私には気を遣うなと言いながら、誰よりも周りに気を配っているのは宏明さんだ。
『隠すんですよ、繊細なのも、優しいのも』
トミさんの声が聞こえた。
「紅ちゃんは、いつから宏明を?」
視線を私に戻して、おじいちゃんが尋ねる。
ワイシャツの袖のカフスボタンがキラッと光った。
「……わからないんです。多分、ずっと前からだと思います。苦しい時、いつも宏明さんが助けてくれて、それがなかったら私、とっくに潰れてたと思います」
「そうか、そうか……」
おじいちゃんは感慨深そうにつぶやいた。
2人でうな重を食べる。
普段は絶対食べない、高級なうな重。
そうか、最初から、病院をやめる覚悟で、私に気持ちを伝えてくれたんだ。
私と付き合ったら色々あると思ったって言ってたけど、病院をやめることも覚悟してくれてたんだ。
トミさんに言われる前から、そう思ってくれてたんだ。
救命を諦めてまで跡継ぎになるって決めた病院なのに、それを捨てる覚悟をしてくれてたんだ。

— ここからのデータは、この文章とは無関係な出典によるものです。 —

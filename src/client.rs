use std::path::PathBuf;
use std::sync::Arc;
use std::thread;
use std::time::Duration;

use tokio::sync::{mpsc, oneshot};

use crate::blocking;
use crate::commands::{
    IS_BUSY, ITEM, JOINTS, MAKE_PROGRAM, NAME, POSE, REMOVE, SET_JOINTS, SET_NAME, SET_POSE,
    WAIT_MOVE,
};
use crate::config::{ClientConfig, ConfigOverrides};
use crate::error::RobolinkError;
use crate::event::{Event, EventChannel};
use crate::model::{Handle, JointVector, Pose};
use crate::request::{Request, Response};
use crate::session::Session;

const JOB_QUEUE_CAPACITY: usize = 64;

/// Async handle to one remote session.
///
/// Clones share the same worker thread and socket. Jobs from every clone are
/// served strictly in submission order, one request/response cycle at a time.
#[derive(Clone, Debug)]
pub struct Client {
    inner: Arc<ClientInner>,
}

#[derive(Debug)]
struct ClientInner {
    job_tx: mpsc::Sender<Job>,
    config: ClientConfig,
    banner: String,
}

type Reply<R> = oneshot::Sender<Result<R, RobolinkError>>;

#[derive(Debug)]
enum Job {
    Call {
        request: Request,
        reply: Reply<Response>,
    },
    CallBlocking {
        request: Request,
        reply: Reply<Response>,
    },
    WaitIdle {
        handle: Handle,
        timeout: Duration,
        reply: Reply<()>,
    },
    Reconnect {
        reply: Reply<()>,
    },
}

#[derive(Clone, Debug, Default)]
pub struct ClientBuilder {
    overrides: ConfigOverrides,
}

impl ClientBuilder {
    pub fn new() -> Self {
        Self::default()
    }

    pub fn host(mut self, host: impl Into<String>) -> Self {
        self.overrides.host = Some(host.into());
        self
    }

    pub fn port(mut self, port: u16) -> Self {
        self.overrides.port = Some(port);
        self
    }

    pub fn timeout(mut self, timeout: Duration) -> Self {
        self.overrides.timeout = Some(timeout);
        self
    }

    /// Read timeout used while a blocking command or busy-wait runs.
    pub fn extended_timeout(mut self, timeout: Duration) -> Self {
        self.overrides.extended_timeout = Some(timeout);
        self
    }

    /// Process to start when nothing answers on the port.
    pub fn launch(mut self, path: impl Into<PathBuf>) -> Self {
        self.overrides.launch_path = Some(path.into());
        self
    }

    /// Space-separated arguments for the launched process.
    pub fn launch_args(mut self, args: impl Into<String>) -> Self {
        self.overrides.launch_args = Some(args.into());
        self
    }

    pub fn launch_timeout(mut self, timeout: Duration) -> Self {
        self.overrides.launch_timeout = Some(timeout);
        self
    }

    pub fn poll_interval(mut self, interval: Duration) -> Self {
        self.overrides.poll_interval = Some(interval);
        self
    }

    pub fn resolve(&self) -> Result<ClientConfig, RobolinkError> {
        ClientConfig::resolve(&self.overrides)
    }

    pub async fn connect(self) -> Result<Client, RobolinkError> {
        let config = self.resolve()?;
        Client::with_config(config).await
    }
}

impl Client {
    pub fn builder() -> ClientBuilder {
        ClientBuilder::new()
    }

    /// Connects using environment variables and defaults.
    pub async fn connect() -> Result<Self, RobolinkError> {
        ClientBuilder::new().connect().await
    }

    pub async fn with_config(config: ClientConfig) -> Result<Self, RobolinkError> {
        let session_config = config.clone();
        let session = tokio::task::spawn_blocking(move || session_config.connect_session())
            .await
            .map_err(|err| RobolinkError::RuntimeJoin(err.to_string()))??;

        let banner = session.banner().to_string();
        let job_tx = spawn_worker(session, config.clone())?;
        info!(address = %config.address(), banner = %banner, "client connected");

        Ok(Self {
            inner: Arc::new(ClientInner {
                job_tx,
                config,
                banner,
            }),
        })
    }

    pub fn config(&self) -> &ClientConfig {
        &self.inner.config
    }

    pub fn address(&self) -> String {
        self.inner.config.address()
    }

    pub fn timeout(&self) -> Duration {
        self.inner.config.timeout
    }

    /// The remote's handshake reply from the initial connection.
    pub fn banner(&self) -> &str {
        &self.inner.banner
    }

    /// Runs one request; catalog commands marked blocking get the extended timeout.
    pub async fn call(&self, request: Request) -> Result<Response, RobolinkError> {
        self.dispatch(|reply| Job::Call { request, reply }).await
    }

    /// Like [`Client::call`], with the extended timeout in effect for this request only.
    pub async fn call_blocking(&self, request: Request) -> Result<Response, RobolinkError> {
        self.dispatch(|reply| Job::CallBlocking { request, reply }).await
    }

    pub async fn wait_until_idle(
        &self,
        handle: Handle,
        timeout: Duration,
    ) -> Result<(), RobolinkError> {
        self.dispatch(|reply| Job::WaitIdle {
            handle,
            timeout,
            reply,
        })
        .await
    }

    /// Replaces a discarded or stale socket with a fresh, handshaken one.
    pub async fn reconnect(&self) -> Result<(), RobolinkError> {
        self.dispatch(|reply| Job::Reconnect { reply }).await
    }

    pub async fn item(&self, name: &str, kind: i32) -> Result<Handle, RobolinkError> {
        let request = Request::for_command(&ITEM).arg(name).arg(kind);
        self.call(request).await?.take_handle()
    }

    pub async fn name(&self, item: Handle) -> Result<String, RobolinkError> {
        self.call(Request::for_command(&NAME).arg(item))
            .await?
            .take_line()
    }

    pub async fn set_name(&self, item: Handle, name: &str) -> Result<(), RobolinkError> {
        self.call(Request::for_command(&SET_NAME).arg(item).arg(name)).await?;
        Ok(())
    }

    pub async fn pose(&self, item: Handle) -> Result<Pose, RobolinkError> {
        self.call(Request::for_command(&POSE).arg(item))
            .await?
            .take_pose()
    }

    pub async fn set_pose(&self, item: Handle, pose: Pose) -> Result<(), RobolinkError> {
        self.call(Request::for_command(&SET_POSE).arg(item).arg(pose)).await?;
        Ok(())
    }

    pub async fn joints(&self, robot: Handle) -> Result<JointVector, RobolinkError> {
        self.call(Request::for_command(&JOINTS).arg(robot))
            .await?
            .take_joints()
    }

    pub async fn set_joints(
        &self,
        robot: Handle,
        joints: impl Into<JointVector>,
    ) -> Result<(), RobolinkError> {
        let request = Request::for_command(&SET_JOINTS)
            .arg(joints.into())
            .arg(robot);
        self.call(request).await?;
        Ok(())
    }

    pub async fn is_busy(&self, item: Handle) -> Result<bool, RobolinkError> {
        let busy = self
            .call(Request::for_command(&IS_BUSY).arg(item))
            .await?
            .take_int()?;
        Ok(busy != 0)
    }

    /// Removes the item remotely and invalidates the caller's handle.
    pub async fn delete(&self, item: &mut Handle) -> Result<(), RobolinkError> {
        self.call(Request::for_command(&REMOVE).arg(*item)).await?;
        item.invalidate();
        Ok(())
    }

    pub async fn wait_move(&self, robot: Handle) -> Result<(), RobolinkError> {
        self.call(Request::for_command(&WAIT_MOVE).arg(robot)).await?;
        Ok(())
    }

    /// Generates the program for `program` into `folder`; returns the
    /// generator's status and its log text.
    pub async fn make_program(
        &self,
        program: Handle,
        folder: &str,
    ) -> Result<(i32, String), RobolinkError> {
        let request = Request::for_command(&MAKE_PROGRAM).arg(program).arg(folder);
        let mut response = self.call(request).await?;
        let status = response.take_int()?;
        let log = response.take_line()?;
        Ok((status, log))
    }

    /// Opens a second connection subscribed to station events.
    pub async fn subscribe_events(&self) -> Result<mpsc::Receiver<Event>, RobolinkError> {
        let host = self.inner.config.host.clone();
        let port = self.inner.config.port;
        let timeout = self.inner.config.timeout;

        let channel =
            tokio::task::spawn_blocking(move || EventChannel::connect(&host, port, timeout))
                .await
                .map_err(|err| RobolinkError::RuntimeJoin(err.to_string()))??;
        channel.spawn()
    }

    async fn dispatch<R>(
        &self,
        make_job: impl FnOnce(Reply<R>) -> Job,
    ) -> Result<R, RobolinkError> {
        let (reply_tx, reply_rx) = oneshot::channel();

        self.inner
            .job_tx
            .send(make_job(reply_tx))
            .await
            .map_err(|_| RobolinkError::TransportClosed)?;

        reply_rx.await.map_err(|_| RobolinkError::TransportClosed)?
    }
}

fn spawn_worker(session: Session, config: ClientConfig) -> Result<mpsc::Sender<Job>, RobolinkError> {
    let (job_tx, mut job_rx) = mpsc::channel::<Job>(JOB_QUEUE_CAPACITY);
    let address = config.address();

    let worker_name = format!("robolink-session-{}", std::process::id());
    thread::Builder::new()
        .name(worker_name)
        .spawn(move || {
            let mut session = session;
            while let Some(job) = job_rx.blocking_recv() {
                serve(&mut session, &config, job);
            }
            debug!(address = %session.address(), "all client handles dropped; closing session");
        })
        .map_err(|err| RobolinkError::Connection {
            address,
            reason: err.to_string(),
        })?;

    Ok(job_tx)
}

fn serve(session: &mut Session, config: &ClientConfig, job: Job) {
    match job {
        Job::Call { request, reply } if !request.is_blocking() => {
            let _ = reply.send(session.call(&request));
        }
        Job::Call { request, reply } | Job::CallBlocking { request, reply } => {
            let result =
                blocking::call_blocking(session, &request, config.timeout, config.extended_timeout);
            let _ = reply.send(result);
        }
        Job::WaitIdle {
            handle,
            timeout,
            reply,
        } => {
            let result = blocking::wait_until_idle(
                session,
                handle,
                timeout,
                config.poll_interval,
                config.timeout,
                config.extended_timeout,
            );
            let _ = reply.send(result);
        }
        Job::Reconnect { reply } => {
            let _ = reply.send(reconnect(session, config));
        }
    }
}
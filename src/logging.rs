//! Crate-local logging macros.
//!
//! With the `tracing` feature they forward to the `tracing` macros of the same
//! name. Without it they expand to nothing, so the crate builds without the
//! dependency.

#[cfg(feature = "tracing")]
macro_rules! trace {
    ($($arg:tt)*) => { ::tracing::trace!($($arg)*) };
}

#[cfg(feature = "tracing")]
macro_rules! debug {
    ($($arg:tt)*) => { ::tracing::debug!($($arg)*) };
}

#[cfg(feature = "tracing")]
macro_rules! info {
    ($($arg:tt)*) => { ::tracing::info!($($arg)*) };
}

#[cfg(feature = "tracing")]
macro_rules! warn {
    ($($arg:tt)*) => { ::tracing::warn!($($arg)*) };
}

#[cfg(not(feature = "tracing"))]
macro_rules! trace {
    ($($arg:tt)*) => {{}};
}

#[cfg(not(feature = "tracing"))]
macro_rules! debug {
    ($($arg:tt)*) => {{}};
}

#[cfg(not(feature = "tracing"))]
macro_rules! info {
    ($($arg:tt)*) => {{}};
}

#[cfg(not(feature = "tracing"))]
macro_rules! warn {
    ($($arg:tt)*) => {{}};
}
//! Status codes that close every response.

use crate::error::RobolinkError;

#[derive(Clone, Copy, Debug, Eq, PartialEq)]
pub enum StatusCode {
    Ok,
    InvalidHandle,
    Warning,
    ApplicationError,
    InvalidLicense,
    /// 4..=8 and 10..=99.
    Unknown(i32),
    /// 100 and above, or negative: the stream is misaligned.
    Corrupt(i32),
}

/// How far the consequences of a status reach.
#[derive(Clone, Copy, Debug, Eq, PartialEq)]
pub enum Severity {
    None,
    Warning,
    Call,
    Session,
}

impl StatusCode {
    pub fn from_code(code: i32) -> Self {
        match code {
            0 => Self::Ok,
            1 => Self::InvalidHandle,
            2 => Self::Warning,
            3 => Self::ApplicationError,
            9 => Self::InvalidLicense,
            4..=99 => Self::Unknown(code),
            _ => Self::Corrupt(code),
        }
    }

    pub fn code(self) -> i32 {
        match self {
            Self::Ok => 0,
            Self::InvalidHandle => 1,
            Self::Warning => 2,
            Self::ApplicationError => 3,
            Self::InvalidLicense => 9,
            Self::Unknown(code) | Self::Corrupt(code) => code,
        }
    }

    /// Whether a diagnostic line follows the status on the wire.
    pub fn has_trailing_line(self) -> bool {
        matches!(
            self,
            Self::Warning | Self::ApplicationError | Self::Unknown(_)
        )
    }

    pub fn severity(self) -> Severity {
        match self {
            Self::Ok => Severity::None,
            Self::Warning => Severity::Warning,
            Self::InvalidHandle | Self::ApplicationError | Self::Unknown(_) => Severity::Call,
            Self::InvalidLicense | Self::Corrupt(_) => Severity::Session,
        }
    }

    /// Whether return values are read after this status.
    pub fn carries_values(self) -> bool {
        matches!(self, Self::Ok | Self::Warning)
    }

    /// Maps a failing status and its diagnostic text to the crate error.
    ///
    /// Returns `None` for statuses that let the call continue.
    pub fn into_error(self, message: Option<String>) -> Option<RobolinkError> {
        let message = message.unwrap_or_default();
        match self {
            Self::Ok | Self::Warning => None,
            Self::InvalidHandle => Some(RobolinkError::InvalidHandle),
            Self::ApplicationError => Some(RobolinkError::Application {
                code: self.code(),
                message,
            }),
            Self::InvalidLicense => Some(RobolinkError::InvalidLicense),
            Self::Unknown(code) => Some(RobolinkError::UnknownStatus { code, message }),
            Self::Corrupt(code) => Some(RobolinkError::Framing {
                reason: format!("status {code} received"),
            }),
        }
    }
}

impl std::fmt::Display for StatusCode {
    fn fmt(&self, f: &mut std::fmt::Formatter<'_>) -> std::fmt::Result {
        match self {
            Self::Ok => write!(f, "ok"),
            Self::InvalidHandle => write!(f, "invalid-handle"),
            Self::Warning => write!(f, "warning"),
            Self::ApplicationError => write!(f, "application-error"),
            Self::InvalidLicense => write!(f, "invalid-license"),
            Self::Unknown(code) => write!(f, "unknown({code})"),
            Self::Corrupt(code) => write!(f, "corrupt({code})"),
        }
    }
}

私は誰よりも宏明さんが大事だけど、宏明さんも私を大事に思ってくれてるんだ。
うな重の味は、もうわからなかった。
胸がいっぱいで。
「戸籍は変えられないと思うけど」
食事を終えたおじいちゃんが口を開く。
「2人が望むなら、できる限りのことをする。
病院の顧問弁護士もいることだし、何か方法がないか相談してみるよ。
周りは色々うるさいかもしれないけど、すぐに飽きて何も言わなくなる。そういうもんだよ」
おじいちゃんは温かい笑顔でそう言った。
私はさっきから泣くのを我慢するので精一杯で、頷くしかできなかった。
「成子のことはおじいちゃんに任せて、宏明と幸せにな」
「……はい」
にっこりしたら、一粒涙がこぼれた。
窓からまぶしいほどに日が差し込む午後のことだった。